# GAF Date Code



## Ed the Roofer (Jan 27, 2007)

They don't go about filling anyone in on the information that is embedded into their code sequences, but if the dates are obviously different, the shingles were not manufactured at the same time. Or in other words, came from different "lot" runs.

You should always get shingles for one roof from the same "lot" run, so as to not have a color disparity.

Contact the supplier who sold you the shingles and have them replaced.

Ed


----------



## hammerhed (Jun 13, 2007)

*GAF Took care of it!!*

Ed, you are correct. And I did specify that I wanted matching date codes. Just as I would with siding too.. The warehouse manager told me he would make sure they were of the same lot.. He dropped the ball. BIG TIME! 

But,, I contacted the area Rep for GAF and they immediately went to work. They sent a truck over with 19 squares, all of the same date code.

In this case, the color matching is of concern, but the real problem with the shingles, even if they had matched, would most certainly be the condition of a "cooked" shingle that was probably stored incorrectly. ( to the point the adhesive spread out, thus causing the sticky stiff bundle) The logistics of bringing in the Ultras into the inventory as a new product line, on short notice, is the story. Either way, I guess the problem is being resolved. Just have to look at the shingles that I laid down and determine if they are going to stay, or get ripped off.. Only four courses, and the last one has the old junk in it. What would you do Ed? I have Weatherwatch underneath so the holes will not leak. If I let them stay, and they fail, it will be a whole job, or a lot of cement. I am leaning toward removing them and replacing them with the new stock.

Regards






Ed the Roofer said:


> They don't go about filling anyone in on the information that is embedded into their code sequences, but if the dates are obviously different, the shingles were not manufactured at the same time.

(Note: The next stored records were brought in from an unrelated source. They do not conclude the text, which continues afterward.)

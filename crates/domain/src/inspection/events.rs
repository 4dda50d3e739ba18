//! Inspection domain events.

use common::AggregateId;
use serde::{Deserialize, Serialize};

use crate::aggregate::DomainEvent;

use super::{InspectionStatus, InspectionType};

/// Events raised by an inspection order.
#[derive(Debug, Clone, PartialEq, Serialize, Deserialize)]
#[serde(tag = "type", content = "data")]
pub enum InspectionEvent {
    /// The order was started.
    InspectionOrderCreated(InspectionOrderCreatedData),

    /// A recorded result fell outside its standard.
    DefectDetected(DefectDetectedData),

    /// The order reached a final verdict.
    InspectionCompleted(InspectionCompletedData),

    /// The defect rate exceeded the order's alert threshold.
    QualityAlert(QualityAlertData),
}

impl DomainEvent for InspectionEvent {
    fn event_type(&self) -> &'static str {
        match self {
            InspectionEvent::InspectionOrderCreated(_) => "InspectionOrderCreated",
            InspectionEvent::DefectDetected(_) => "DefectDetected",
            InspectionEvent::InspectionCompleted(_) => "InspectionCompleted",
            InspectionEvent::QualityAlert(_) => "QualityAlert",
        }
    }
}

#[derive(Debug, Clone, PartialEq, Serialize, Deserialize)]
#[serde(rename_all = "camelCase")]
pub struct InspectionOrderCreatedData {
    pub order_id: AggregateId,
    pub work_order_id: String,
    pub product_code: String,
    pub inspection_type: InspectionType,
}

/// Data for DefectDetected.
///
/// `defect_code` is null when the result was recorded without defect details.
#[derive(Debug, Clone, PartialEq, Serialize, Deserialize)]
#[serde(rename_all = "camelCase")]
pub struct DefectDetectedData {
    pub order_id: AggregateId,
    pub defect_code: Option<String>,
    pub standard_code: String,
}

#[derive(Debug, Clone, PartialEq, Serialize, Deserialize)]
#[serde(rename_all = "camelCase")]
pub struct InspectionCompletedData {
    pub order_id: AggregateId,
    pub status: InspectionStatus,
    pub defect_rate: f64,
}

#[derive(Debug, Clone, PartialEq, Serialize, Deserialize)]
#[serde(rename_all = "camelCase")]
pub struct QualityAlertData {
    pub order_id: AggregateId,
    pub defect_rate: f64,
    pub product_code: String,
}

impl InspectionEvent {
    pub fn order_created(
        order_id: AggregateId,
        work_order_id: impl Into<String>,
        product_code: impl Into<String>,
        inspection_type: InspectionType,
    ) -> Self {
        InspectionEvent::InspectionOrderCreated(InspectionOrderCreatedData {
            order_id,
            work_order_id: work_order_id.into(),
            product_code: product_code.into(),
            inspection_type,
        })
    }

    pub fn defect_detected(
        order_id: AggregateId,
        defect_code: Option<String>,
        standard_code: impl Into<String>,
    ) -> Self {
        InspectionEvent::DefectDetected(DefectDetectedData {
            order_id,
            defect_code,
            standard_code: standard_code.into(),
        })
    }

    pub fn inspection_completed(
        order_id: AggregateId,
        status: InspectionStatus,
        defect_rate: f64,
    ) -> Self {
        InspectionEvent::InspectionCompleted(InspectionCompletedData {
            order_id,
            status,
            defect_rate,
        })
    }

    pub fn quality_alert(
        order_id: AggregateId,
        defect_rate: f64,
        product_code: impl Into<String>,
    ) -> Self {
        InspectionEvent::QualityAlert(QualityAlertData {
            order_id,
            defect_rate,
            product_code: product_code.into(),
        })
    }

    /// Returns the order this event belongs to.
    pub fn order_id(&self) -> AggregateId {
        match self {
            InspectionEvent::InspectionOrderCreated(data) => data.order_id,
            InspectionEvent::DefectDetected(data) => data.order_id,
            InspectionEvent::InspectionCompleted(data) => data.order_id,
            InspectionEvent::QualityAlert(data) => data.order_id,
        }
    }
}
//! Publisher that writes every event as a JSON line before handing it on.

use std::io::Write;
use std::sync::Arc;

use aggregate_store::{EventEnvelope, EventPublisher, StoreError};
use async_trait::async_trait;
use tokio::sync::Mutex;

/// Writes each envelope as one JSON line to a shared writer, then forwards
/// it to the downstream publisher.
///
/// The writer is shared so that error lines written by the runner interleave
/// with event lines in the order they happened.
pub struct EventLinePublisher<W, P> {
    output: Arc<Mutex<W>>,
    downstream: P,
}

impl<W, P> EventLinePublisher<W, P>
where
    W: Write + Send,
    P: EventPublisher,
{
    pub fn new(output: Arc<Mutex<W>>, downstream: P) -> Self {
        Self { output, downstream }
    }

    pub fn downstream(&self) -> &P {
        &self.downstream
    }
}

#[async_trait]
impl<W, P> EventPublisher for EventLinePublisher<W, P>
where
    W: Write + Send,
    P: EventPublisher,
{
    async fn publish(&self, event: EventEnvelope) -> aggregate_store::Result<()> {
        let line = serde_json::to_string(&event)?;
        {
            let mut output = self.output.lock().await;
            writeln!(output, "{line}")
                .map_err(|e| StoreError::Publish(format!("writing {}: {e}", event.event_type)))?;
        }
        self.downstream.publish(event).await
    }
}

Or in other words, came from different "lot" runs.
> 
> You should always get shingles for one roof from the same "lot" run, so as to not have a color disparity.
> 
> ...


----------



## Ed the Roofer (Jan 27, 2007)

4 rows only so far!

Thats sort of a No-Brainer.

Remove them and replace with all new of the same lot run.

Try to send a bill to the supply house for the "dropping the ball" issue, but be reasonable with the amount and they should cover it. Don't try to strech the $$$ into something outrageous, just for the actual time and materials expended.

Have them throw in one roll of Ice and Water Shield as a comp for the hassle and either go over the sheet with the holes in it after you do the tear-off or extend an additional row on the side of your home that gets the most severe ice-damming problems on a recurring basis.

Ed


----------